Your goal:
Your result should be the lines holding the word "LogLevel", copied from the entries below.

• • • • • • •

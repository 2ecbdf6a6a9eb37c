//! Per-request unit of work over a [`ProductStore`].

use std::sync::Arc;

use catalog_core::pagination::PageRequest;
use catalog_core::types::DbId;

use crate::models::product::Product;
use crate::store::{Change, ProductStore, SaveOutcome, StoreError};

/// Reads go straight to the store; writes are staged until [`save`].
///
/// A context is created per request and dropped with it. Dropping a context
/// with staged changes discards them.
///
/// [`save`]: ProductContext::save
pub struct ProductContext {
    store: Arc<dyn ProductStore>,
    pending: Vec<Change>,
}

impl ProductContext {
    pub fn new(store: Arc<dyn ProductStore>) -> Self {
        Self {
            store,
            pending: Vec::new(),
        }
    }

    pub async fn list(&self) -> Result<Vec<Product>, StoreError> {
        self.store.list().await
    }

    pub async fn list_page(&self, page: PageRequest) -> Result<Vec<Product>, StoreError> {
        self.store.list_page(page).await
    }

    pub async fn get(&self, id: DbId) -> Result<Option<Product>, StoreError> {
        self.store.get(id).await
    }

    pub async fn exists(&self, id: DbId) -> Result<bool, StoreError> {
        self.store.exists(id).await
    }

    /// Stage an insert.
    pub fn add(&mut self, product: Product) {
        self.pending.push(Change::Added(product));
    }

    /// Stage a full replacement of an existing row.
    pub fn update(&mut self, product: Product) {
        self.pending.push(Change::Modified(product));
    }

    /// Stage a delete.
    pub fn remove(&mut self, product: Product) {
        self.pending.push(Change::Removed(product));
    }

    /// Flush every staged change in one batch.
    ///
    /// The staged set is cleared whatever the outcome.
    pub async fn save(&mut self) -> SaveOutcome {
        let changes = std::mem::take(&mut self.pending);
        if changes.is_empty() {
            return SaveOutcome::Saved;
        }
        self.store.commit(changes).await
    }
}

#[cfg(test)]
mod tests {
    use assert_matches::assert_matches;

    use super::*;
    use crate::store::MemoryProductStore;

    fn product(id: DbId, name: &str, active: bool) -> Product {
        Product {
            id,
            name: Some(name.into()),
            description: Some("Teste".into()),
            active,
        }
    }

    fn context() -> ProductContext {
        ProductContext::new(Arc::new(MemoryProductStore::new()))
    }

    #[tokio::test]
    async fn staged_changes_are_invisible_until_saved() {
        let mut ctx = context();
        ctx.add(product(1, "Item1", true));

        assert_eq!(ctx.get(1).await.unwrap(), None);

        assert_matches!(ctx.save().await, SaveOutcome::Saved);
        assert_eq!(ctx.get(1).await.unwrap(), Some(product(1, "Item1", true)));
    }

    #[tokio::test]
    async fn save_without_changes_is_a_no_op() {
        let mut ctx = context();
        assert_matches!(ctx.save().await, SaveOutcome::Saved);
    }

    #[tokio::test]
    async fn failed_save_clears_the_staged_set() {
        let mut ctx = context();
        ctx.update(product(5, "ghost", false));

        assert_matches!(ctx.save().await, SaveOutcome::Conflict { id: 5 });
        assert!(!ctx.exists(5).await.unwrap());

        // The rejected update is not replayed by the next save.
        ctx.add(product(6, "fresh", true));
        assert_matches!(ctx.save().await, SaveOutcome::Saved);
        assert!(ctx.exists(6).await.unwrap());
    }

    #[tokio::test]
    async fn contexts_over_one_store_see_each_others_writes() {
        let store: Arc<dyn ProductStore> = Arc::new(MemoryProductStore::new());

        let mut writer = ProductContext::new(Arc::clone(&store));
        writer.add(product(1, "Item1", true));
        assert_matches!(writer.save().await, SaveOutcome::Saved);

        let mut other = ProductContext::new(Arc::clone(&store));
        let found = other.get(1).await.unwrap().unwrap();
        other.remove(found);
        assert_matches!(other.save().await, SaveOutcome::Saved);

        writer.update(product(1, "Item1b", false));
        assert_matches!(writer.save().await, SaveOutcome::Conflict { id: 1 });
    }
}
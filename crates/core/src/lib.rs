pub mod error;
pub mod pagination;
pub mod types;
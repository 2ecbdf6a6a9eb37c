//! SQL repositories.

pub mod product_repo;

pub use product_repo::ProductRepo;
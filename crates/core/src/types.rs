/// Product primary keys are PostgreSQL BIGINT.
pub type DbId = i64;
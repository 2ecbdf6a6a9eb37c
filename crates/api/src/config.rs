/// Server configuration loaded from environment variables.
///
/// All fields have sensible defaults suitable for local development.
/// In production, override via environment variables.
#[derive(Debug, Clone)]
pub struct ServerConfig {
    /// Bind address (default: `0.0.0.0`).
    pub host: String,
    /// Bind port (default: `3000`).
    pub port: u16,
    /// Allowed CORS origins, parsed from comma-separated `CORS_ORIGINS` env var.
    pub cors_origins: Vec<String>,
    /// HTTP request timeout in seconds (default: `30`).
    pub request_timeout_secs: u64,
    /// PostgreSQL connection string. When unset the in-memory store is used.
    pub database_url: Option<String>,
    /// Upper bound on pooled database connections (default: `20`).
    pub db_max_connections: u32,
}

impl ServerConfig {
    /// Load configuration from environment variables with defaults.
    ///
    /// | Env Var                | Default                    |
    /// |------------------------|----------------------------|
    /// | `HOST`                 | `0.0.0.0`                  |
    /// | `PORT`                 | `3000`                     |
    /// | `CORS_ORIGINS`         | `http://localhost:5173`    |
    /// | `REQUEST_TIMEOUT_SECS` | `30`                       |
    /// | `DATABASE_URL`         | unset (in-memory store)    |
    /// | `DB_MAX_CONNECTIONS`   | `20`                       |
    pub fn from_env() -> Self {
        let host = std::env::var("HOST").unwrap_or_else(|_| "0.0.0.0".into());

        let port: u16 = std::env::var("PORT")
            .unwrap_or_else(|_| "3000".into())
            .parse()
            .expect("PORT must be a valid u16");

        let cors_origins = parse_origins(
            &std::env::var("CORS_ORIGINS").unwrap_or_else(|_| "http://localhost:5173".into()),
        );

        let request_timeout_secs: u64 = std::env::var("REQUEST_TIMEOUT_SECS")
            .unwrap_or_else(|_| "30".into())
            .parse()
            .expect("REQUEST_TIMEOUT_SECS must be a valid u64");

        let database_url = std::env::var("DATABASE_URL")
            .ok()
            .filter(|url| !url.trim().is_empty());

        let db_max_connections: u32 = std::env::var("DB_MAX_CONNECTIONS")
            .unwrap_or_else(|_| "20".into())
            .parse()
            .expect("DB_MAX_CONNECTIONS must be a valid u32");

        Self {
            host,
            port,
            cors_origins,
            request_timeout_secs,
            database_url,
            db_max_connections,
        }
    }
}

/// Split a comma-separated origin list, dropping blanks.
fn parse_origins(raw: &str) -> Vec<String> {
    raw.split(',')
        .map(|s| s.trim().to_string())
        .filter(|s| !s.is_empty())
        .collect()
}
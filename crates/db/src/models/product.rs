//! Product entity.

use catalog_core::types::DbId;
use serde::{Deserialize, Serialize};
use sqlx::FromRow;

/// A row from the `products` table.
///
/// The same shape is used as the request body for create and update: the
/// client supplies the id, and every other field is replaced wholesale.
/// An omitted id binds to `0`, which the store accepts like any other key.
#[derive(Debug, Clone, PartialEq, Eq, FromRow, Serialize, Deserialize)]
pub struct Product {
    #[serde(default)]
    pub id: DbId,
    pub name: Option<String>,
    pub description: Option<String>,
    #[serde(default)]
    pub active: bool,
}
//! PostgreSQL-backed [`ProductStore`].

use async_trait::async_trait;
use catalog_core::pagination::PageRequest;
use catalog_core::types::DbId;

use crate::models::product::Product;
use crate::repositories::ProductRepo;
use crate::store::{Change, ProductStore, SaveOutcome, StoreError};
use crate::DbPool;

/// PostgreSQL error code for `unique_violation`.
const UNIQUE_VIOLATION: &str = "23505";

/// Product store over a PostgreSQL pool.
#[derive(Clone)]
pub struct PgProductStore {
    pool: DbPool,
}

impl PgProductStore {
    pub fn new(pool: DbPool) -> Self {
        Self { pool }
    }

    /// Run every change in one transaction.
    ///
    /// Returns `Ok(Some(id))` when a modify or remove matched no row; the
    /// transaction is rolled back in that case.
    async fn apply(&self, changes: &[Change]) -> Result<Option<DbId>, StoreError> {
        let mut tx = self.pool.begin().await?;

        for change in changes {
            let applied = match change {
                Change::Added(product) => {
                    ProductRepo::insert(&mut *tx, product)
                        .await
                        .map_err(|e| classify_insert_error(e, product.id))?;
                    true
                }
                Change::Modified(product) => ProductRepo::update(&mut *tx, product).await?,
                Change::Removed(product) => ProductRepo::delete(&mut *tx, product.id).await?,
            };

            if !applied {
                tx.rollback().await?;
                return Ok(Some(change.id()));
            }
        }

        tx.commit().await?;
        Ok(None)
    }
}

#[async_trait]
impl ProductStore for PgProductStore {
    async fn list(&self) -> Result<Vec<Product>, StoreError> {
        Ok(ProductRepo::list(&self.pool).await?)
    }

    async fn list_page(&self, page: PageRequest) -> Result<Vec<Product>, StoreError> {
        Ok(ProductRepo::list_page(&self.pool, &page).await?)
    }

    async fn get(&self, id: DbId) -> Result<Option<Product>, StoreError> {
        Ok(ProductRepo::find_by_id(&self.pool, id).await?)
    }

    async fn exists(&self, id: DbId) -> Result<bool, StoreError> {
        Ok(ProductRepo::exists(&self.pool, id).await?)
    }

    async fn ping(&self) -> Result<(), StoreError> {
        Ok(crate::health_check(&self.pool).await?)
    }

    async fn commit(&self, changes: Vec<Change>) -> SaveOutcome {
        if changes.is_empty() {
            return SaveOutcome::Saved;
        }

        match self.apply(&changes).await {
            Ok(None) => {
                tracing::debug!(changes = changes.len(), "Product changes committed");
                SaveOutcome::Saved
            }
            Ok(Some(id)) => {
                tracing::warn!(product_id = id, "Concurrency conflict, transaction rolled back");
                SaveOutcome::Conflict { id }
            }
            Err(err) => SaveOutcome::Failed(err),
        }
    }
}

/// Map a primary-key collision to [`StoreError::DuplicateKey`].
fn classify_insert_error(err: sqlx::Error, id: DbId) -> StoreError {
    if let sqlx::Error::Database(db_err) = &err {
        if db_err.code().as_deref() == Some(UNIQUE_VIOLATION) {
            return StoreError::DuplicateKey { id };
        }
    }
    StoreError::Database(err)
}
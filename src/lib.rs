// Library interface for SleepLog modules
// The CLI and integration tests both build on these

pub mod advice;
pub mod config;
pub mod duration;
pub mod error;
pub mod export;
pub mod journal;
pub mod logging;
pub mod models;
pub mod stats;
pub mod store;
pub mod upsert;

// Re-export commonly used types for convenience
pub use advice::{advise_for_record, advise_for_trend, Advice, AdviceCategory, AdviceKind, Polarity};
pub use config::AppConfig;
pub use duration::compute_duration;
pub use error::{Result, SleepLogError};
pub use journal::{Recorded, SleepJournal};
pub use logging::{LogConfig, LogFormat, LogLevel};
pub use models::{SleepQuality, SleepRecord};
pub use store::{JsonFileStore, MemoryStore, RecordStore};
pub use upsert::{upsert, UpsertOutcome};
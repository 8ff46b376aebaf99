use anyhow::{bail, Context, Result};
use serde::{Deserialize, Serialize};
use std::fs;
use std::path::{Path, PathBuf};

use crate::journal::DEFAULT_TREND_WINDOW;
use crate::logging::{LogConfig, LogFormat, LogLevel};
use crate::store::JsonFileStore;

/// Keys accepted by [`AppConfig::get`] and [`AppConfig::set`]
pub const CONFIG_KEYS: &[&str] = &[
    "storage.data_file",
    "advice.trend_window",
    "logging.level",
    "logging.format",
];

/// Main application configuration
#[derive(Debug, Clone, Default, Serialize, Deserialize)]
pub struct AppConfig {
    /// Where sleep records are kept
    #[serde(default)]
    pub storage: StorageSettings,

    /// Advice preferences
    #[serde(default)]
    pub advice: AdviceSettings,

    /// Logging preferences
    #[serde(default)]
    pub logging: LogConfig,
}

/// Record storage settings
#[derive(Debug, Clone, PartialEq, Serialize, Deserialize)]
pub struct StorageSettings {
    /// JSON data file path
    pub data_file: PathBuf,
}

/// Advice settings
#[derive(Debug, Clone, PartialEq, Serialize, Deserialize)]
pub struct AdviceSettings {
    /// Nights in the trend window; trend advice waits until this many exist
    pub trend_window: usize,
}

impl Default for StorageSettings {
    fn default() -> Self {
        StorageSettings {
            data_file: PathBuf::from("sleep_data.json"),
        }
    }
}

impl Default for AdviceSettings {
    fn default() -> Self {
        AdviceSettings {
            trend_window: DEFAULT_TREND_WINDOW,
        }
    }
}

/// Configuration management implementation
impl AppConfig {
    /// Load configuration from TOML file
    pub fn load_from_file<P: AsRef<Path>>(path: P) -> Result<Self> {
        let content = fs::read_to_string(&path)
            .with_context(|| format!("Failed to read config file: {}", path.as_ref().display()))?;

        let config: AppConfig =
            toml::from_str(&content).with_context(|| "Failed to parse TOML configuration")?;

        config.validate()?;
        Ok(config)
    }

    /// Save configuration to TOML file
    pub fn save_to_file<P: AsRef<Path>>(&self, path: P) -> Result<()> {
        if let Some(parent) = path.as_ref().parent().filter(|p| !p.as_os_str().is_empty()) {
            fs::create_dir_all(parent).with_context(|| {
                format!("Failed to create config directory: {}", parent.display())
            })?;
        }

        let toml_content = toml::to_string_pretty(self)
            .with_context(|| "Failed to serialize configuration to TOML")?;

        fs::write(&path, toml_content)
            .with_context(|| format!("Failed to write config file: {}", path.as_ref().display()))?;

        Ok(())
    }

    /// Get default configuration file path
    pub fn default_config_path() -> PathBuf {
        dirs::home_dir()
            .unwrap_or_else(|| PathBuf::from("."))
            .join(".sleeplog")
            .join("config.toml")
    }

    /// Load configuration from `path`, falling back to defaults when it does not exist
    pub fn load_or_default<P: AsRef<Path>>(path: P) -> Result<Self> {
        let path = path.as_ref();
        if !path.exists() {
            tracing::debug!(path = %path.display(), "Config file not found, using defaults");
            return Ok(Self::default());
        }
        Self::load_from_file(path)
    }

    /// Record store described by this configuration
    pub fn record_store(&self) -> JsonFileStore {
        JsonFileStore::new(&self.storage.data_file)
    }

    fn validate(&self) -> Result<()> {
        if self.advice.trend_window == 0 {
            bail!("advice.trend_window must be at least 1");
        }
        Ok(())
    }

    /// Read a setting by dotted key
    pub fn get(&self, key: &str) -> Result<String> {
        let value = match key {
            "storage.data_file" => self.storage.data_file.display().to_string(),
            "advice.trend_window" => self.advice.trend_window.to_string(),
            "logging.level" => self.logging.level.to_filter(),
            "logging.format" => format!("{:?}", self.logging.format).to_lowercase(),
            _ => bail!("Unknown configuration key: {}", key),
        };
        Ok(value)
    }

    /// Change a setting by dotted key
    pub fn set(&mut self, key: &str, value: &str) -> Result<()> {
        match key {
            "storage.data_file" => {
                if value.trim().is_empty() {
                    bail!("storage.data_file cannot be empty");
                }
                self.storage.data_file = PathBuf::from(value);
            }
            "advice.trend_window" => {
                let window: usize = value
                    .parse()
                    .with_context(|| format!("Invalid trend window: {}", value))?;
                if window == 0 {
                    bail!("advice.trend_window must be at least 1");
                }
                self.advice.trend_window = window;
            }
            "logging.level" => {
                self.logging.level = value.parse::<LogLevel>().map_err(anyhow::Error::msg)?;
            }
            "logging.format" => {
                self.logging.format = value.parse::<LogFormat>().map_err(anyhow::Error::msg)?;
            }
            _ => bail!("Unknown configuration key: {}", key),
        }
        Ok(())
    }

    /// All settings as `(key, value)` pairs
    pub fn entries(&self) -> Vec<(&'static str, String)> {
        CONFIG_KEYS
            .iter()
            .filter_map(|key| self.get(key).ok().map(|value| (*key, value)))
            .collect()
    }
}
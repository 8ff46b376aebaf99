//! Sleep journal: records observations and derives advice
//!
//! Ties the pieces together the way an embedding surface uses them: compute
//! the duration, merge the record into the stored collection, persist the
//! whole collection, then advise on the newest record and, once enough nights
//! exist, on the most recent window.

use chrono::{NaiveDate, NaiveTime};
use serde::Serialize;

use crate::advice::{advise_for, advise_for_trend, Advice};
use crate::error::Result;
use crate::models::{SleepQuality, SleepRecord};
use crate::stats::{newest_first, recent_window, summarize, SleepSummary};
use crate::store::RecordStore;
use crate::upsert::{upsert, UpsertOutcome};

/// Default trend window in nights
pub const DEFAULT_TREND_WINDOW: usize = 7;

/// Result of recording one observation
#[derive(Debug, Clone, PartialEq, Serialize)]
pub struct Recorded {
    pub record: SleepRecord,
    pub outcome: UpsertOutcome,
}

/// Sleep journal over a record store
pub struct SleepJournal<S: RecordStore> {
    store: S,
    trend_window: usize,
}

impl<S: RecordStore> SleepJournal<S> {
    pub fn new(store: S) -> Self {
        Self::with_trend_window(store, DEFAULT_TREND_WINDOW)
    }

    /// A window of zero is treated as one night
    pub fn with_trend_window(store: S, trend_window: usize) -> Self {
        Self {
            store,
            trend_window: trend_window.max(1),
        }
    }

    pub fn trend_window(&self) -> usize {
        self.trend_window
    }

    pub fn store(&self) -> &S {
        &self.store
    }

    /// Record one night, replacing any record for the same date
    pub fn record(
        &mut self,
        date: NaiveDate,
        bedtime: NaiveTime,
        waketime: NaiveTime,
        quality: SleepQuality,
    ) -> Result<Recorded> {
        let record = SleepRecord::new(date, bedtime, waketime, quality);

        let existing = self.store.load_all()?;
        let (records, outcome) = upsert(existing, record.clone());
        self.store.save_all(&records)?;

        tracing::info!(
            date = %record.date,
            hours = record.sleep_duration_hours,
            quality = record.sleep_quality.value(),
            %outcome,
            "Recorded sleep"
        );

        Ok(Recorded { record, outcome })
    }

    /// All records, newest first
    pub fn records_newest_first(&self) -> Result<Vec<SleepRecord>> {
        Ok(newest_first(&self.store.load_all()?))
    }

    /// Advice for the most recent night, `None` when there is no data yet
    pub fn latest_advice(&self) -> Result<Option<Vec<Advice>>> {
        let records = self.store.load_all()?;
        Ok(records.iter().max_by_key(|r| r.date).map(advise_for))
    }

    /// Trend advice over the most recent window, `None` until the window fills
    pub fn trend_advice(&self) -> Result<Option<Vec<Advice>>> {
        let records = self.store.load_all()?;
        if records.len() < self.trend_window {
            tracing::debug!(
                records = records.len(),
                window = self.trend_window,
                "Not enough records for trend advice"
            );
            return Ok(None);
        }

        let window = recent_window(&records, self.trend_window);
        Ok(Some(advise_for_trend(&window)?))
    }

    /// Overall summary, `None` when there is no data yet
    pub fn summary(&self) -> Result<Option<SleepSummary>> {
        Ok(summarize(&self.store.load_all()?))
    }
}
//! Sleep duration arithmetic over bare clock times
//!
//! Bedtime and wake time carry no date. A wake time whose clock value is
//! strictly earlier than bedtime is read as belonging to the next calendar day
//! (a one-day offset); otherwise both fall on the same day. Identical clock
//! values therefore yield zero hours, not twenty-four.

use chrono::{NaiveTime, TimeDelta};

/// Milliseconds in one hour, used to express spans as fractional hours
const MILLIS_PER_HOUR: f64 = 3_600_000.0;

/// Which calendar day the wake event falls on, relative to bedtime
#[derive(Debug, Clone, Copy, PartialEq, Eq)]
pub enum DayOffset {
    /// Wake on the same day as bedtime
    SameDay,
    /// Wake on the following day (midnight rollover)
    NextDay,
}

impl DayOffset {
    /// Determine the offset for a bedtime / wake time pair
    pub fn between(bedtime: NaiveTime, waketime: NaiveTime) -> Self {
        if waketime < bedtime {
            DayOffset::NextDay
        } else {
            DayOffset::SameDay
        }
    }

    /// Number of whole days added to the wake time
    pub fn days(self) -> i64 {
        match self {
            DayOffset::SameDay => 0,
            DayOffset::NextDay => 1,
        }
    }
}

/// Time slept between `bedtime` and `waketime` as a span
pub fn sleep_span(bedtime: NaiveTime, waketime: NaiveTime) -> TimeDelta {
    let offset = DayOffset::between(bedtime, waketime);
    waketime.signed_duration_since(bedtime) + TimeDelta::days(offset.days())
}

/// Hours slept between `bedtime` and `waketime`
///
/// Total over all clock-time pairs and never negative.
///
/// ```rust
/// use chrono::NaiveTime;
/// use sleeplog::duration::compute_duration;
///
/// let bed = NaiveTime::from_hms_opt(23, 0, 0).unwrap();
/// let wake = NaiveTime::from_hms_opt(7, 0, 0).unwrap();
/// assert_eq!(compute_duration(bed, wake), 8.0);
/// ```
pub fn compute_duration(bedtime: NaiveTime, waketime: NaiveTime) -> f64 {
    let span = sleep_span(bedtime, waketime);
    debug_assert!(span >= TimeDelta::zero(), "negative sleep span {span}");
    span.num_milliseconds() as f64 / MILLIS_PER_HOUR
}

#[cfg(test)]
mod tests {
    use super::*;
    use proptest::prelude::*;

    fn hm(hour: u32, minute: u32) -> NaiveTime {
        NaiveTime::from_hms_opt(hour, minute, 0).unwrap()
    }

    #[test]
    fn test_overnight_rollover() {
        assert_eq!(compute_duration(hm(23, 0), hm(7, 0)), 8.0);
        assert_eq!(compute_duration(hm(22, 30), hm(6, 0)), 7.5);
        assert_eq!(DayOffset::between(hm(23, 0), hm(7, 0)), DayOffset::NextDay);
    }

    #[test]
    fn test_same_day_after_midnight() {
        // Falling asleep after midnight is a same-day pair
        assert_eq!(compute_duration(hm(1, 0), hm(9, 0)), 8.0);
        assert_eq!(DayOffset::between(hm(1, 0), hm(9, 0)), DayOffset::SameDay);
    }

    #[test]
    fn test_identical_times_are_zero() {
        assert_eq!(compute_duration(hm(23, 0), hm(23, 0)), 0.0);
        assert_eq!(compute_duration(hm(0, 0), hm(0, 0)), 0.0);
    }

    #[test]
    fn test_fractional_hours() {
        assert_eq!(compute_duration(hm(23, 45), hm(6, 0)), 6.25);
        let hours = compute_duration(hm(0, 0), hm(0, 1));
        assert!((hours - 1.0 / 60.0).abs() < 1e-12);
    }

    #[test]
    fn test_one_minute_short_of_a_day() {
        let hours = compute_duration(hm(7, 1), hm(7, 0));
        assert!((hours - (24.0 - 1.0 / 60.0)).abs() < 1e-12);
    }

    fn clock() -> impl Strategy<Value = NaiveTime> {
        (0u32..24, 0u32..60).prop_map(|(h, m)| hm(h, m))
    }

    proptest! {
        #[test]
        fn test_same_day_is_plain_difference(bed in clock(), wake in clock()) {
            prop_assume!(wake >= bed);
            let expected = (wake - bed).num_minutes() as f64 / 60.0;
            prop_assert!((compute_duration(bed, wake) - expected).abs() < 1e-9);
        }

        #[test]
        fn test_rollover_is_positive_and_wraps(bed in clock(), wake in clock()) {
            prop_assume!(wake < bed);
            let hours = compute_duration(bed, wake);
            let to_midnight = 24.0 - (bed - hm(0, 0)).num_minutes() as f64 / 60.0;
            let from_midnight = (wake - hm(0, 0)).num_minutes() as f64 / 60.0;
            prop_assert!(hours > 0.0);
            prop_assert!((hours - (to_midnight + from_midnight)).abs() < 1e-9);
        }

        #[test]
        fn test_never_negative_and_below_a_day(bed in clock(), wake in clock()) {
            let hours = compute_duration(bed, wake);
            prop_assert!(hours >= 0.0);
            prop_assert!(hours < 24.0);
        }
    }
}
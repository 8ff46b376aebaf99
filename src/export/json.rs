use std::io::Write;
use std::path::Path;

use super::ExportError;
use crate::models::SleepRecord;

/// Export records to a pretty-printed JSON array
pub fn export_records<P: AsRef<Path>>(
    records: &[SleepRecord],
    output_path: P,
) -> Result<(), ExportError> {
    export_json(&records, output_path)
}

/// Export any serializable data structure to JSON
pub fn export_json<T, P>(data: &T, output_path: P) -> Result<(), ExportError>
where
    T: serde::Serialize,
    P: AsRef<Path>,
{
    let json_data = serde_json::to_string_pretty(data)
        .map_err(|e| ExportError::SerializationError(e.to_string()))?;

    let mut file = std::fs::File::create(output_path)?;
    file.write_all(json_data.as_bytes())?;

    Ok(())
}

• • • • • • •

Result for this exercise:
pub use logging::{LogConfig, LogFormat, LogLevel};
use crate::logging::{LogConfig, LogFormat, LogLevel};
                self.logging.level = value.parse::<LogLevel>().map_err(anyhow::Error::msg)?;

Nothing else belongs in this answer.